---------- Data to examine ----------

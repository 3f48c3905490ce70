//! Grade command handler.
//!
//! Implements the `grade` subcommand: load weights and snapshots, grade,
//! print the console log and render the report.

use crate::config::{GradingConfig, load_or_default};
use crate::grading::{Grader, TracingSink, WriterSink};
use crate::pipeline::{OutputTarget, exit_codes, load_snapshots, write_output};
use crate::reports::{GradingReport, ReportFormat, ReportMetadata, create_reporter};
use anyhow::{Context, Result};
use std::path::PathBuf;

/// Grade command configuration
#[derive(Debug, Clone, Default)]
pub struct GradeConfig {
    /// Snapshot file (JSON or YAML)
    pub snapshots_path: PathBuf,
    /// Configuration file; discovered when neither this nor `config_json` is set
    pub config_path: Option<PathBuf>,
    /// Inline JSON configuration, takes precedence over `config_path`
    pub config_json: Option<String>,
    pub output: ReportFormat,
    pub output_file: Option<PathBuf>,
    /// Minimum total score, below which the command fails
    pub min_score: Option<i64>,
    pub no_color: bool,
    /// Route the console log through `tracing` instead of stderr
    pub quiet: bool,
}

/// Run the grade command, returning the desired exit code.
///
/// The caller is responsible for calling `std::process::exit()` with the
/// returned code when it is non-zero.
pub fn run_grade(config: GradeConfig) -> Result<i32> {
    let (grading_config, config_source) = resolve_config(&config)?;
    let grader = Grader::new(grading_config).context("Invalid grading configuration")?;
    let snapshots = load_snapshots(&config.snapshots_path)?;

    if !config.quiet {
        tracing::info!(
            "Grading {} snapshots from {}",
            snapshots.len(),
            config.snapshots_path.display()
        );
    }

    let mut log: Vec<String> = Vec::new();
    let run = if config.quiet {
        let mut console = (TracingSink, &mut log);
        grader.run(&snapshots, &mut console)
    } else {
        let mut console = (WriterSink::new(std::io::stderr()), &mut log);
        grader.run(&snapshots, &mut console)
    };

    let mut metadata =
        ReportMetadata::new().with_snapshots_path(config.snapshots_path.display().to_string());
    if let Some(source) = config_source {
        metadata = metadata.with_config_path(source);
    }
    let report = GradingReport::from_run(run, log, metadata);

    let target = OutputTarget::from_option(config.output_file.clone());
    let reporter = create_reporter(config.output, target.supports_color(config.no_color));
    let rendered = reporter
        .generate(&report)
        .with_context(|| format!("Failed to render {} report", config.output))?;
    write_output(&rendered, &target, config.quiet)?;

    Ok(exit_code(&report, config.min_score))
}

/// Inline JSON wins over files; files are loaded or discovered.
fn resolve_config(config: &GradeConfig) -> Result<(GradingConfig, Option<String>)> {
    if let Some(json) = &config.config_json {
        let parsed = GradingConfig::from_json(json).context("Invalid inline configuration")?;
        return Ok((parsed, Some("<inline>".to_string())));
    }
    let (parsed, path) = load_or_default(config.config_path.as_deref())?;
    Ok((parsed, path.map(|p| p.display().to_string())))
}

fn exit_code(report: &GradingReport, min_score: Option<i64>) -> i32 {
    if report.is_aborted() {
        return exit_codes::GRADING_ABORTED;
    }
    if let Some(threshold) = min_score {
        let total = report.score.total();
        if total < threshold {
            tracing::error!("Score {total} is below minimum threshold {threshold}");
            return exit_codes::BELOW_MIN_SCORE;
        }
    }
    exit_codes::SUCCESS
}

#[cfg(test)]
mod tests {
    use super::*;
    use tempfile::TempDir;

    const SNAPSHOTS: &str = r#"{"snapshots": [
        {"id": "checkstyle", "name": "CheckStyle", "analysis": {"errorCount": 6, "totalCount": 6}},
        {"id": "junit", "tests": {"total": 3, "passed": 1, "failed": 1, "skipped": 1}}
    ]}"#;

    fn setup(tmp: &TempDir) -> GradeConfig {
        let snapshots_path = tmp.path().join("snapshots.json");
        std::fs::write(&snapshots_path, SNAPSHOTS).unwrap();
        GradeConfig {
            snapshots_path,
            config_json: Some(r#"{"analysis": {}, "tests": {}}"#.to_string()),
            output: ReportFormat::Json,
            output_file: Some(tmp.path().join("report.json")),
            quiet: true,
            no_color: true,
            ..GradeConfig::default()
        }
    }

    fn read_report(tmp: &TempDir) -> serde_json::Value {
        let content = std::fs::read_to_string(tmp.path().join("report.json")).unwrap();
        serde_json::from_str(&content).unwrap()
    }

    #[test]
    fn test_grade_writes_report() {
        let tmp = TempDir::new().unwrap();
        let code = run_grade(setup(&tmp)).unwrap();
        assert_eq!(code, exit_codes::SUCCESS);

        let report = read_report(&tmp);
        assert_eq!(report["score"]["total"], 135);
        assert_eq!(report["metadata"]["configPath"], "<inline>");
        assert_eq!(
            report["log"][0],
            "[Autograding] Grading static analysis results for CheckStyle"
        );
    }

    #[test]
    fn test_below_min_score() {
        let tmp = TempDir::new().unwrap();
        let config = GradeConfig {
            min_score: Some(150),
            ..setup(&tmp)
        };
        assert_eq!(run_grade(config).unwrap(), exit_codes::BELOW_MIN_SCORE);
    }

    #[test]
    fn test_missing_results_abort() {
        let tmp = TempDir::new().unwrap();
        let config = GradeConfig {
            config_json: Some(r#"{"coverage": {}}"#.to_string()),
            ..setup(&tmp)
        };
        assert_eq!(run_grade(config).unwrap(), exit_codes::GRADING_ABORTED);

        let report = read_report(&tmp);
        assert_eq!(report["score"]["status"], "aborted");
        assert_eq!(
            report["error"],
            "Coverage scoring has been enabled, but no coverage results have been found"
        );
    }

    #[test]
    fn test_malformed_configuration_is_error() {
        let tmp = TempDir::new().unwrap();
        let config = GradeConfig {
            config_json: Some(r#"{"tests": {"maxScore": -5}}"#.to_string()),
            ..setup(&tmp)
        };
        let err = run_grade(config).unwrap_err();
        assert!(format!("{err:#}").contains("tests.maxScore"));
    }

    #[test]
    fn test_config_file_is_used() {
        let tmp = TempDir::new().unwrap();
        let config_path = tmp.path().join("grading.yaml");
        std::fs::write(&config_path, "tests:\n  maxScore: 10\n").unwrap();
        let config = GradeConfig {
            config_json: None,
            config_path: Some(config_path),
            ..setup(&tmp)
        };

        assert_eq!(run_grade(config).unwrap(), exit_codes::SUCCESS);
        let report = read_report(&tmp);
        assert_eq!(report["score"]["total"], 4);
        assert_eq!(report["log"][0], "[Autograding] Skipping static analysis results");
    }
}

----------

- [The problem]:
Using the records above, select and copy every line that has the word "Some".

- [Answer box]:
    if let Some(source) = config_source {
    if let Some(json) = &config.config_json {
        return Ok((parsed, Some("<inline>".to_string())));
    if let Some(threshold) = min_score {
            config_json: Some(r#"{"analysis": {}, "tests": {}}"#.to_string()),
            output_file: Some(tmp.path().join("report.json")),
            min_score: Some(150),
            config_json: Some(r#"{"coverage": {}}"#.to_string()),
            config_json: Some(r#"{"tests": {"maxScore": -5}}"#.to_string()),
            config_path: Some(config_path),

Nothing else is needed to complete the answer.